Every person belongs to the Lord. That is why we leave it to the Lord to gather an accounting of each one’s faith on the basis of His own standard for each one’s life—not ours. Paul asks both those who are strong in the faith (who don’t abstain) and those who are weak in the faith (who abstain) why they judge their brothers or regard them with contempt. We will all stand before God to give an account. The text does not say that we will give an account as we stand before a judgment seat after our deaths. Remember, God has separated our sin as far from us as the east is from the west. He has forgiven us, never to call our sin to mind again. There is no final judgment or punishment for those in Christ because Christ’s work is finished. According to Isaiah 45:23, which Paul quotes here, every tongue will praise or confess to God. Remember, Christ is changing His people from the inside out—a sanctification that brings natural confession. We don’t have to persuade the people of God to confess or act by our religious standard. The Holy Spirit is convicting. Even the unbelieving will one day confess. Therefore, we do not judge (here meaning treat with contempt because of our own religious code; cf. v. 10) one another anymore.

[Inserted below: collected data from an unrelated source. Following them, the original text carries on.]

use chrono::NaiveDate;
use rust_decimal::Decimal;
use sea_orm::entity::prelude::*;

use super::{account, category, transaction::TransactionKind, user};

/// How often a subscription fires.
#[derive(Debug, Clone, Copy, PartialEq, Eq, EnumIter, DeriveActiveEnum)]
#[sea_orm(rs_type = "String", db_type = "String(StringLen::N(10))")]
pub enum BillingPeriod {
    #[sea_orm(string_value = "Daily")]
    Daily,
    #[sea_orm(string_value = "Weekly")]
    Weekly,
    #[sea_orm(string_value = "Monthly")]
    Monthly,
    #[sea_orm(string_value = "Yearly")]
    Yearly,
}

/// A recurring transaction template with a rolling next-due-date pointer.
///
/// While active, `next_payment_date` advances monotonically: the processor
/// materializes one transaction per due occurrence and never fires the same
/// date twice. `last_processed_at` records the most recently fired date.
#[derive(Clone, Debug, PartialEq, Eq, DeriveEntityModel)]
#[sea_orm(table_name = "subscriptions")]
pub struct Model {
    #[sea_orm(primary_key)]
    pub id: i32,
    /// Unique per owner.
    pub name: String,
    pub description: Option<String>,
    #[sea_orm(column_type = "Decimal(Some((19, 4)))")]
    pub amount: Decimal,
    /// Kind stamped onto generated transactions (Income or Expense).
    pub kind: TransactionKind,
    pub period: BillingPeriod,
    pub start_date: NaiveDate,
    /// If set, no occurrence is materialized after this date.
    pub end_date: Option<NaiveDate>,
    #[sea_orm(default_value = "true")]
    pub is_active: bool,
    pub next_payment_date: NaiveDate,
    pub last_processed_at: Option<NaiveDate>,
    pub owner_id: i32,
    pub category_id: Option<i32>,
    pub account_id: Option<i32>,
}

#[derive(Copy, Clone, Debug, EnumIter, DeriveRelation)]
pub enum Relation {
    #[sea_orm(
        belongs_to = "super::user::Entity",
        from = "Column::OwnerId",
        to = "super::user::Column::Id",
        on_delete = "Cascade"
    )]
    User,
    #[sea_orm(
        belongs_to = "super::category::Entity",
        from = "Column::CategoryId",
        to = "super::category::Column::Id",
        on_delete = "SetNull"
    )]
    Category,
    #[sea_orm(
        belongs_to = "super::account::Entity",
        from = "Column::AccountId",
        to = "super::account::Column::Id",
        on_delete = "SetNull"
    )]
    Account,
    #[sea_orm(has_many = "super::transaction::Entity")]
    Transaction,
}

impl Related<user::Entity> for Entity {
    fn to() -> RelationDef {
        Relation::User.def()
    }
}

impl Related<category::Entity> for Entity {
    fn to() -> RelationDef {
        Relation::Category.def()
    }
}

impl Related<account::Entity> for Entity {
    fn to() -> RelationDef {
        Relation::Account.def()
    }
}

impl Related<super::transaction::Entity> for Entity {
    fn to() -> RelationDef {
        Relation::Transaction.def()
    }
}

impl ActiveModelBehavior for ActiveModel {}
use sea_orm::DatabaseConnection;
use serde::{Deserialize, Serialize};
use utoipa::{OpenApi, ToSchema};

/// Application state shared across handlers
#[derive(Clone, Debug)]
pub struct AppState {
    /// Database connection
    pub db: DatabaseConnection,
}

/// API response wrapper
#[derive(Debug, Serialize, Deserialize, ToSchema)]
pub struct ApiResponse<T> {
    /// Response data
    pub data: T,
    /// Response message
    pub message: String,
    /// Success status
    pub success: bool,
}

/// Error response
#[derive(Debug, Serialize, Deserialize, ToSchema)]
pub struct ErrorResponse {
    /// Error message
    pub error: String,
    /// Error code
    pub code: String,
    /// Success status (always false for errors)
    pub success: bool,
}

/// Health check response
#[derive(Debug, Serialize, Deserialize, ToSchema)]
pub struct HealthResponse {
    /// Service status
    pub status: String,
    /// Service version
    pub version: String,
    /// Database connection status
    pub database: String,
}

/// OpenAPI documentation
#[derive(OpenApi)]
#[openapi(
    paths(
        crate::handlers::health::health_check,
        crate::handlers::users::create_user,
        crate::handlers::users::login,
        crate::handlers::users::me,
        crate::handlers::accounts::create_account,
        crate::handlers::accounts::get_accounts,
        crate::handlers::accounts::get_account,
        crate::handlers::accounts::update_account,
        crate::handlers::accounts::delete_account,
        crate::handlers::categories::create_category,
        crate::handlers::categories::get_categories,
        crate::handlers::categories::get_category,
        crate::handlers::categories::update_category,
        crate::handlers::categories::delete_category,
        crate::handlers::debtors::create_debtor,
        crate::handlers::debtors::get_debtors,
        crate::handlers::debtors::get_debtor,
        crate::handlers::debtors::get_debtor_debts,
        crate::handlers::debtors::update_debtor,
        crate::handlers::debtors::delete_debtor,
        crate::handlers::debts::create_debt,
        crate::handlers::debts::get_debts,
        crate::handlers::debts::get_debt,
        crate::handlers::debts::get_debts_by_status,
        crate::handlers::debts::update_debt,
        crate::handlers::debts::delete_debt,
        crate::handlers::payments::create_payment,
        crate::handlers::payments::get_debt_payments,
        crate::handlers::payments::delete_payment,
        crate::handlers::transactions::create_transaction,
        crate::handlers::transactions::get_transactions,
        crate::handlers::transactions::get_transaction,
        crate::handlers::transactions::update_transaction,
        crate::handlers::transactions::delete_transaction,
        crate::handlers::transactions::get_summary,
        crate::handlers::transactions::pay_transaction,
        crate::handlers::transactions::pay_transaction_installment,
        crate::handlers::transactions::create_partial_payment,
        crate::handlers::subscriptions::create_subscription,
        crate::handlers::subscriptions::get_subscriptions,
        crate::handlers::subscriptions::get_subscription,
        crate::handlers::subscriptions::update_subscription,
        crate::handlers::subscriptions::delete_subscription,
        crate::handlers::subscriptions::toggle_subscription,
        crate::handlers::subscriptions::process_subscriptions,
        crate::handlers::subscriptions::get_upcoming_subscriptions,
    ),
    components(
        schemas(
            ErrorResponse,
            HealthResponse,
            common::FinancialSummary,
            common::SummaryPeriod,
            common::VirtualOccurrence,
            common::ProcessingReport,
            common::ProcessingError,
            crate::handlers::users::CreateUserRequest,
            crate::handlers::users::LoginRequest,
            crate::handlers::users::AuthTokenResponse,
            crate::handlers::users::UserResponse,
            crate::handlers::accounts::CreateAccountRequest,
            crate::handlers::accounts::UpdateAccountRequest,
            crate::handlers::accounts::AccountResponse,
            crate::handlers::categories::CreateCategoryRequest,
            crate::handlers::categories::UpdateCategoryRequest,
            crate::handlers::categories::CategoryResponse,
            crate::handlers::debtors::CreateDebtorRequest,
            crate::handlers::debtors::UpdateDebtorRequest,
            crate::handlers::debtors::DebtorResponse,
            crate::handlers::debts::CreateDebtRequest,
            crate::handlers::debts::UpdateDebtRequest,
            crate::handlers::debts::DebtResponse,
            crate::handlers::payments::CreatePaymentRequest,
            crate::handlers::payments::PaymentResponse,
            crate::handlers::payments::PaymentCreatedResponse,
            crate::handlers::transactions::CreateTransactionRequest,
            crate::handlers::transactions::UpdateTransactionRequest,
            crate::handlers::transactions::TransactionResponse,
            crate::handlers::transactions::InstallmentResponse,
            crate::handlers::transactions::TransactionListResponse,
            crate::handlers::transactions::PartialPaymentRequest,
            crate::handlers::transactions::PartialPaymentResponse,
            crate::handlers::subscriptions::CreateSubscriptionRequest,
            crate::handlers::subscriptions::UpdateSubscriptionRequest,
            crate::handlers::subscriptions::SubscriptionResponse,
        )
    ),
    tags(
        (name = "health", description = "Health check endpoints"),
        (name = "users", description = "Identity endpoints"),
        (name = "accounts", description = "Account CRUD"),
        (name = "categories", description = "Category CRUD"),
        (name = "debtors", description = "Debtor CRUD"),
        (name = "debts", description = "Debt CRUD and reconciliation"),
        (name = "payments", description = "Payments against debts"),
        (name = "transactions", description = "Transactions, installment plans and summaries"),
        (name = "subscriptions", description = "Recurring subscriptions"),
    ),
    info(
        title = "Finbook API",
        description = "Personal finance bookkeeping API - accounts, transactions, debts and recurring subscriptions",
        version = "0.1.0",
        license(
            name = "MIT",
            url = "https://opensource.org/licenses/MIT"
        )
    )
)]
pub struct ApiDoc;
use chrono::NaiveDateTime;
use rust_decimal::Decimal;
use sea_orm::entity::prelude::*;

use super::debt;

/// A partial or full settlement against one debt.
#[derive(Clone, Debug, PartialEq, Eq, DeriveEntityModel)]
#[sea_orm(table_name = "payments")]
pub struct Model {
    #[sea_orm(primary_key)]
    pub id: i32,
    pub debt_id: i32,
    #[sea_orm(column_type = "Decimal(Some((19, 4)))")]
    pub amount: Decimal,
    /// Defaults to the moment of creation when the caller omits it.
    pub payment_date: NaiveDateTime,
    pub notes: Option<String>,
}

#[derive(Copy, Clone, Debug, EnumIter, DeriveRelation)]
pub enum Relation {
    #[sea_orm(
        belongs_to = "super::debt::Entity",
        from = "Column::DebtId",
        to = "super::debt::Column::Id",
        on_delete = "Cascade"
    )]
    Debt,
}

impl Related<debt::Entity> for Entity {
    fn to() -> RelationDef {
        Relation::Debt.def()
    }
}

impl ActiveModelBehavior for ActiveModel {}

We also realize something, here, about growing in maturity in Christ. As we grow in maturity, we will have less religious rules for ourselves; Paul tells us in Colossians 2:21-23 that they are rules of worldly religion that do not actually profit us. They merely make someone look holy from a worldly perspective. They honor the person practicing religion rather than God—who is actually holy. They draw attention to the individual rather than Christ. This is why those who are free in Christ and growing in maturity are free from judging others and free to love others as Christ loves His church. I believe one reason the majority church in America has failed to reach my generation and those following with the Gospel is the willful immaturity of generations before—who value worldly religion over mature faith that truly honors Christ. Yet, I have a challenge for younger generations of Christians who have forsaken the local church because it did not seem Christian to us. Paul, here, instructs us not to regard immature Christian brothers and sisters with contempt. Instead, we honor them because life is not about us or our rights. Paul’s instruction goes both ways. It is to both immature and mature Christians.